The First Division's California route north from Los Angeles followed the Stockton - Los Angeles Road that was established as a southern route to the goldfields during the California Gold Rush. The route went through the San Fernando Valley, with a stop at Rancho Los Encinos. It proceeded over Fremont Pass out of the Valley, up San Francisquito Canyon and over San Francisquito Pass, to the Fort Tejon Pass, where it dropped to the San Joaquin Valley.
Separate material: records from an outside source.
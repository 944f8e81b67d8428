//! UI module: View components for the TUI.
//!
//! Every function here is a projection of controller state; none of them
//! mutate anything.

pub mod analysis;
pub mod patients;

use ratatui::{
    layout::Rect,
    text::{Line, Span},
    widgets::{Block, Borders, Paragraph, Tabs, Wrap},
    Frame,
};

use crate::tui::styles::MedicalTheme;

/// Service reachability as last reported by `GET /health`.
#[derive(Debug, Clone, Default, PartialEq, Eq)]
pub enum Connection {
    #[default]
    Unknown,
    Online(String),
    Offline(String),
}

pub fn render_header(f: &mut Frame, area: Rect, selected_tab: usize, connection: &Connection) {
    let status = match connection {
        Connection::Unknown => Span::styled("● checking", MedicalTheme::text_muted()),
        Connection::Online(status) => Span::styled(format!("● {status}"), MedicalTheme::success()),
        Connection::Offline(reason) => {
            Span::styled(format!("● offline ({reason})"), MedicalTheme::danger())
        }
    };

    let tabs = Tabs::new(vec![
        Line::from(" Image Analysis "),
        Line::from(" Patients "),
    ])
    .select(selected_tab)
    .style(MedicalTheme::text_secondary())
    .highlight_style(MedicalTheme::selected())
    .block(
        Block::default()
            .title(Line::from(vec![
                Span::styled(" Medlens ", MedicalTheme::title()),
                status,
                Span::raw(" "),
            ]))
            .borders(Borders::BOTTOM)
            .border_style(MedicalTheme::border()),
    );

    f.render_widget(tabs, area);
}

pub fn render_disclaimer(f: &mut Frame, area: Rect) {
    let text = vec![Line::from(vec![Span::styled(
        "DISCLAIMER: AI analysis is for research and educational purposes only. Always consult qualified medical professionals for diagnosis and treatment.",
        MedicalTheme::text_muted(),
    )])];

    let block = Block::default()
        .borders(Borders::TOP)
        .border_style(MedicalTheme::border());

    let p = Paragraph::new(text).block(block).wrap(Wrap { trim: true });

    f.render_widget(p, area);
}

/// Key hints as alternating key and description spans.
pub(crate) fn key_hints(hints: &[(&'static str, &'static str)]) -> Line<'static> {
    let spans = hints
        .iter()
        .flat_map(|&(key, desc)| {
            [
                Span::styled(format!("[{key}] "), MedicalTheme::key_hint()),
                Span::styled(format!("{desc}  "), MedicalTheme::key_desc()),
            ]
        })
        .collect::<Vec<_>>();
    Line::from(spans)
}
//! Medical-themed color palette and styles.
//!
//! Severity and confidence map onto the semantic colors here; render code
//! never picks raw colors itself.

use ratatui::style::{Color, Modifier, Style};

use crate::domain::SeverityTier;

/// Medical theme color palette.
pub struct MedicalTheme;

impl MedicalTheme {
    // === Primary Colors ===

    /// Deep teal - Primary color (trust, medical)
    pub const PRIMARY: Color = Color::Rgb(13, 148, 136); // #0D9488

    /// Lighter teal for highlights
    pub const PRIMARY_LIGHT: Color = Color::Rgb(45, 212, 191); // #2DD4BF

    // === Secondary Colors ===

    /// Light slate for borders
    pub const SECONDARY_LIGHT: Color = Color::Rgb(148, 163, 184); // #94A3B8

    // === Semantic Colors ===

    /// Emerald - Success/healthy
    pub const SUCCESS: Color = Color::Rgb(16, 185, 129); // #10B981

    /// Amber - Warning/moderate risk
    pub const WARNING: Color = Color::Rgb(251, 191, 36); // #FBBF24

    /// Rose - Error/high risk
    pub const DANGER: Color = Color::Rgb(244, 63, 94); // #F43F5E

    /// Blue - Info
    pub const INFO: Color = Color::Rgb(59, 130, 246); // #3B82F6

    // === Background Colors ===

    /// Near-black with blue tint
    pub const BG_DARK: Color = Color::Rgb(15, 23, 42); // #0F172A

    // === Text Colors ===

    /// Primary text (white)
    pub const TEXT_PRIMARY: Color = Color::Rgb(248, 250, 252); // #F8FAFC

    /// Secondary text (gray)
    pub const TEXT_SECONDARY: Color = Color::Rgb(148, 163, 184); // #94A3B8

    /// Muted text
    pub const TEXT_MUTED: Color = Color::Rgb(100, 116, 139); // #64748B

    // === Preset Styles ===

    /// Style for titles
    #[must_use]
    pub fn title() -> Style {
        Style::default()
            .fg(Self::TEXT_PRIMARY)
            .add_modifier(Modifier::BOLD)
    }

    /// Style for subtitles
    #[must_use]
    pub fn subtitle() -> Style {
        Style::default()
            .fg(Self::PRIMARY_LIGHT)
            .add_modifier(Modifier::BOLD)
    }

    /// Style for normal text
    #[must_use]
    pub fn text() -> Style {
        Style::default().fg(Self::TEXT_PRIMARY)
    }

    /// Style for secondary text
    #[must_use]
    pub fn text_secondary() -> Style {
        Style::default().fg(Self::TEXT_SECONDARY)
    }

    /// Style for muted text
    #[must_use]
    pub fn text_muted() -> Style {
        Style::default().fg(Self::TEXT_MUTED)
    }

    /// Style for success messages
    #[must_use]
    pub fn success() -> Style {
        Style::default().fg(Self::SUCCESS)
    }

    /// Style for warning messages
    #[must_use]
    pub fn warning() -> Style {
        Style::default().fg(Self::WARNING)
    }

    /// Style for danger/error messages
    #[must_use]
    pub fn danger() -> Style {
        Style::default().fg(Self::DANGER)
    }

    /// Style for info messages
    #[must_use]
    pub fn info() -> Style {
        Style::default().fg(Self::INFO)
    }

    /// Style for selected items
    #[must_use]
    pub fn selected() -> Style {
        Style::default()
            .fg(Self::BG_DARK)
            .bg(Self::PRIMARY)
            .add_modifier(Modifier::BOLD)
    }

    /// Style for focused elements
    #[must_use]
    pub fn focused() -> Style {
        Style::default()
            .fg(Self::PRIMARY_LIGHT)
            .add_modifier(Modifier::BOLD)
    }

    /// Style for borders
    #[must_use]
    pub fn border() -> Style {
        Style::default().fg(Self::SECONDARY_LIGHT)
    }

    /// Style for focused borders
    #[must_use]
    pub fn border_focused() -> Style {
        Style::default().fg(Self::PRIMARY)
    }

    /// Style for key hints
    #[must_use]
    pub fn key_hint() -> Style {
        Style::default()
            .fg(Self::PRIMARY_LIGHT)
            .add_modifier(Modifier::BOLD)
    }

    /// Style for key descriptions
    #[must_use]
    pub fn key_desc() -> Style {
        Style::default().fg(Self::TEXT_SECONDARY)
    }

    /// Style for a severity color key (`error`, `warning`, `info`, `success`).
    #[must_use]
    pub fn color_key(key: &str) -> Style {
        match key {
            "error" => Self::danger(),
            "warning" => Self::warning(),
            "info" => Self::info(),
            "success" => Self::success(),
            _ => Self::text_secondary(),
        }
    }

    /// Style for a severity tier.
    #[must_use]
    pub fn severity(tier: SeverityTier) -> Style {
        Self::color_key(tier.color_key())
    }

    /// Glyph for a severity icon key.
    #[must_use]
    pub fn icon(key: &str) -> &'static str {
        match key {
            "error" => "✖",
            "warning" => "▲",
            "check_circle" => "✔",
            _ => "ℹ",
        }
    }

    /// Tone of the confidence gauge: above 80 success, above 60 warning.
    #[must_use]
    pub fn confidence(confidence: f64) -> Style {
        if confidence > 80.0 {
            Self::success()
        } else if confidence > 60.0 {
            Self::warning()
        } else {
            Self::danger()
        }
    }
}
The Butterfield route split off the Stockton - Los Angeles Road at Elkhorn Spring Station. From there it went west across the upper San Joaquin Valley, crossing El Camino Viejo on the Rancho San Luis Gonzaga (St. Louis Ranch). It crossed over the Diablo Mountains at Pacheco Pass to reach to Gilroy. It then proceeded north through the Santa Clara Valley and San Jose, to its western terminus in San Francisco, also the headquarters of the First Division of the Butterfield Overland Mail.

==Second Division==
The Second Division's route from Fort Yuma to Warners Pass followed the Sonora Road, an old Spanish and Mexican trail from Sonora, México to San Diego. The Sonora Road linked with the Kearney Trail that was used during the Mexican–American War by the U.S. Army. During the California Gold Rush the route pioneered by Kearny and Cooke, with the addition of a road from Warner's Pass to the Pueblo of Los Angeles, became the Southern Emigrant Trail used by American immigrants.

The route crossed the Colorado River from New Mexico Territory at present day Yuma, Arizona to Fort Yuma in California, then descended into Baja California Mexico for 129 mi to avoid the Algodones Dunes sand barrier in the dry southern Colorado Desert. The Mexican route also provided stations with water in the Sonoran Desert, from the Colorado River's spring flooding into the Alamo River and New River.

The route then reentered California to cross the Yuha Desert, and proceeded through the present day Carrizo Impact Area, then up Carrizo Wash through the Carrizo Badlands, to Carrizo Springs Station. It proceeded up Carrizo Creek through the present-day Carrizo Impact Area, towards the oasis of Vallecito Station. From there the route ascended northwest into the Peninsular Ranges, crossing the Laguna Mountains at Warner's Pass to Warner's Ranch Station, and then on to Temecula Station. This route's terminus was Los Angeles, the headquarters of the Second Division of the Overland Mail. The 2nd Division was headquartered in a brick building at the Pueblo de Los Angeles, consisting of an office, blacksmith shop, stables and sheds.

==Stations added later ==
Later some of the larger gaps between stations were filled by six new stations.
- Four were added in the southern Colorado Desert, within present day Imperial County (California) and Baja California state (México), to provide more water and fresh horses needed in the hot desert climate. One of these was Sackett's Wells, located 17.5 mi southeast of Carrizo Creek Station and 15 mi northwest of Indian Wells Station.
- A fifth was added in the western Mojave Desert, at Mud Spring in the Antelope Valley.
- A sixth was added in the Temecula Valley of the Peninsular Ranges, the Willow Springs Station.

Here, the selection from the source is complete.